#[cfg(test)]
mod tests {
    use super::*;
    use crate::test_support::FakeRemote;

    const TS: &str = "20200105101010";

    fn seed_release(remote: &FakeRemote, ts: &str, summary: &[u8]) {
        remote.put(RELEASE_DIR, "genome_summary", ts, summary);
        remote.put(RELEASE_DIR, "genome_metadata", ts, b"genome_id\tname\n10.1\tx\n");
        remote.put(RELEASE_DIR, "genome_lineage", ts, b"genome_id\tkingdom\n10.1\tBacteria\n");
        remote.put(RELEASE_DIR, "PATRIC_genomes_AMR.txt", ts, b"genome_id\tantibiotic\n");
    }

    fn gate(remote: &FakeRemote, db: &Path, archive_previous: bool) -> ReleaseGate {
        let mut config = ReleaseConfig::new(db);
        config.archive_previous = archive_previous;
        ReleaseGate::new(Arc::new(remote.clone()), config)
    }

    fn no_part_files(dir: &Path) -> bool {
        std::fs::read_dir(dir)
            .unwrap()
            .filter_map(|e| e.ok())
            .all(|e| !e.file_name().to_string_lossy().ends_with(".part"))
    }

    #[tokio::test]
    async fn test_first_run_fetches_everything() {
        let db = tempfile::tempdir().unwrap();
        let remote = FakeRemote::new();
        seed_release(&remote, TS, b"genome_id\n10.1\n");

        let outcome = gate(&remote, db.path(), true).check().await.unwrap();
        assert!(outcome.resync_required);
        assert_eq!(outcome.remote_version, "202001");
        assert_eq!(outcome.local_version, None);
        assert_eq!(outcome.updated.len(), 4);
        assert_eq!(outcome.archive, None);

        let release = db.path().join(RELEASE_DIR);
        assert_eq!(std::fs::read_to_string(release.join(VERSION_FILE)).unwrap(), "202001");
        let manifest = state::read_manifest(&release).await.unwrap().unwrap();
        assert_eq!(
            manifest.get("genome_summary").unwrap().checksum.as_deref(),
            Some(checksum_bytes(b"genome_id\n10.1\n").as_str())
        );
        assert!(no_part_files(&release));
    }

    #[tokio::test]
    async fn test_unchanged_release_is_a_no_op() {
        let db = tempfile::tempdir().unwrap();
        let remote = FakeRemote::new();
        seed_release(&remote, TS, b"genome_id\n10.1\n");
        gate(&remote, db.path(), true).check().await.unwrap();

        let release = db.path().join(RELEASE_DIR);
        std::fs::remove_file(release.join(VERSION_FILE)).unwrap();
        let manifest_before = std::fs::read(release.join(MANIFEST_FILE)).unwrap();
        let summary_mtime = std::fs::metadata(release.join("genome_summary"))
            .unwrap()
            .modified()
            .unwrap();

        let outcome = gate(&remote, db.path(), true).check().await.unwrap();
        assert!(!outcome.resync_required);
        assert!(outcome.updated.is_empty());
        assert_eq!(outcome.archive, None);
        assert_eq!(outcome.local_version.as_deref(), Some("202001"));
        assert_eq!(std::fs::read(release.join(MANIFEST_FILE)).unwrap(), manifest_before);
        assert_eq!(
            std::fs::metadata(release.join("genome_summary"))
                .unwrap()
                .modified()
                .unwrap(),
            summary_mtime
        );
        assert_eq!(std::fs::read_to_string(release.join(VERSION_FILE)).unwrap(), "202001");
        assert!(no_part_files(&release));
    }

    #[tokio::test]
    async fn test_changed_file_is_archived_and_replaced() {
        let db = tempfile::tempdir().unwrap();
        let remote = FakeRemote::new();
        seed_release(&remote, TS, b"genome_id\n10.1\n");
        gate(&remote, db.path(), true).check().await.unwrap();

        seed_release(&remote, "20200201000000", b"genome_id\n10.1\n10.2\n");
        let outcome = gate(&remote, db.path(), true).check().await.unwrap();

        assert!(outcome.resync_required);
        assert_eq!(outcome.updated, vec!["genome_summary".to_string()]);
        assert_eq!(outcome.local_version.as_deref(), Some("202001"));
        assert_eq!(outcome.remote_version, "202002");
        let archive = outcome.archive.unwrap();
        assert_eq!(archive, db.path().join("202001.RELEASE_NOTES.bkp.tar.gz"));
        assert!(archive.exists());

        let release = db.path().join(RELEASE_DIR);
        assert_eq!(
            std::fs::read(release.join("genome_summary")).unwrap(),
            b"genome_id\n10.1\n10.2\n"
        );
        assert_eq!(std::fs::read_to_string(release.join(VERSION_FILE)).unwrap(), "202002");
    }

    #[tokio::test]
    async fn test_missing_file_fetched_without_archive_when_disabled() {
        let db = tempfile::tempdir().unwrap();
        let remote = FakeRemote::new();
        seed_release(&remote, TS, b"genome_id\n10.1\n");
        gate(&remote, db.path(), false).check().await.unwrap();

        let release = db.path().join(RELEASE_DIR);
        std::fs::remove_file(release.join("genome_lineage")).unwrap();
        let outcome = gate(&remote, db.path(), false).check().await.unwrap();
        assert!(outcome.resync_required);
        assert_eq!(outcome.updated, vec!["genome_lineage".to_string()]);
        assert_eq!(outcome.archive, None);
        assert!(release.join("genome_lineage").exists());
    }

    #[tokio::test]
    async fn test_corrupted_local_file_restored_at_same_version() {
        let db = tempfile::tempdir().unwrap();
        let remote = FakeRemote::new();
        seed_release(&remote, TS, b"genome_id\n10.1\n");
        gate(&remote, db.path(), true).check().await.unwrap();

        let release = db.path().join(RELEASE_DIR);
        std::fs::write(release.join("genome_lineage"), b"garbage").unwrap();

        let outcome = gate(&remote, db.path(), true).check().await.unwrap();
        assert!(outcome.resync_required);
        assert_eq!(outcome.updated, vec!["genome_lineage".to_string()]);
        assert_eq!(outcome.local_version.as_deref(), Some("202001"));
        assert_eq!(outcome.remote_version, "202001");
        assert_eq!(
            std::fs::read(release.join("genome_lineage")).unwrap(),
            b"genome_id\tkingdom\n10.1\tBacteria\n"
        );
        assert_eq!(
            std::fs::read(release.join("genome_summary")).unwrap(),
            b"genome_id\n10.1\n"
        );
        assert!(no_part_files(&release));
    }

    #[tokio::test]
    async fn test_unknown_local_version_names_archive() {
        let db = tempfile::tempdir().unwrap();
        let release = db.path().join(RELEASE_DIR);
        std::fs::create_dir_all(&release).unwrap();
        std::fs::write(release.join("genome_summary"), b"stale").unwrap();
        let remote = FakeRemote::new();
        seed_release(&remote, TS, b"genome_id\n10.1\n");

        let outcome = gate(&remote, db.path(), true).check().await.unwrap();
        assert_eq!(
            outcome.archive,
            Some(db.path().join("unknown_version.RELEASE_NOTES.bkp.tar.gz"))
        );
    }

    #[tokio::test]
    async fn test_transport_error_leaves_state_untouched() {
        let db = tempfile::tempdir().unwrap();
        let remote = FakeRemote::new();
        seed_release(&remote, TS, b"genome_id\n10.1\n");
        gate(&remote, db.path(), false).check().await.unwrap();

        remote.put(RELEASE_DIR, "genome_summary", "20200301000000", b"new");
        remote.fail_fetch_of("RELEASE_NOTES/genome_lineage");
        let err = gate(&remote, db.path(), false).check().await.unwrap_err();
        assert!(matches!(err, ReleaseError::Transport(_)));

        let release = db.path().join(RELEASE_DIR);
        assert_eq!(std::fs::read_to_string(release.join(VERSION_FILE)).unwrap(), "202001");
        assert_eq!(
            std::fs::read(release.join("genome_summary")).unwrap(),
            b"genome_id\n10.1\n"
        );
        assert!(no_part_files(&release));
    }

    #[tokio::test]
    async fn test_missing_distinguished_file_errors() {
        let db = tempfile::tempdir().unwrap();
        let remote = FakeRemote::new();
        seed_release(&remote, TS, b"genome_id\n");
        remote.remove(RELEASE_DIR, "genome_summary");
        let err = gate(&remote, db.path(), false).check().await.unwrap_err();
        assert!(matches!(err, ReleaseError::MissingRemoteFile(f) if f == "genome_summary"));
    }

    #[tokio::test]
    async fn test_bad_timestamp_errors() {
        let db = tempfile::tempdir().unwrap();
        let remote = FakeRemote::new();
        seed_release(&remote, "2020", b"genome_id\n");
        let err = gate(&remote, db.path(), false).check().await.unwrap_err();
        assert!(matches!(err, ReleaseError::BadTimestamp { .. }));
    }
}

_The task:_ Your task is to find every line above containing the word "matches" and copy it.

_Solved problem:_
        assert!(matches!(err, ReleaseError::Transport(_)));
        assert!(matches!(err, ReleaseError::MissingRemoteFile(f) if f == "genome_summary"));
        assert!(matches!(err, ReleaseError::BadTimestamp { .. }));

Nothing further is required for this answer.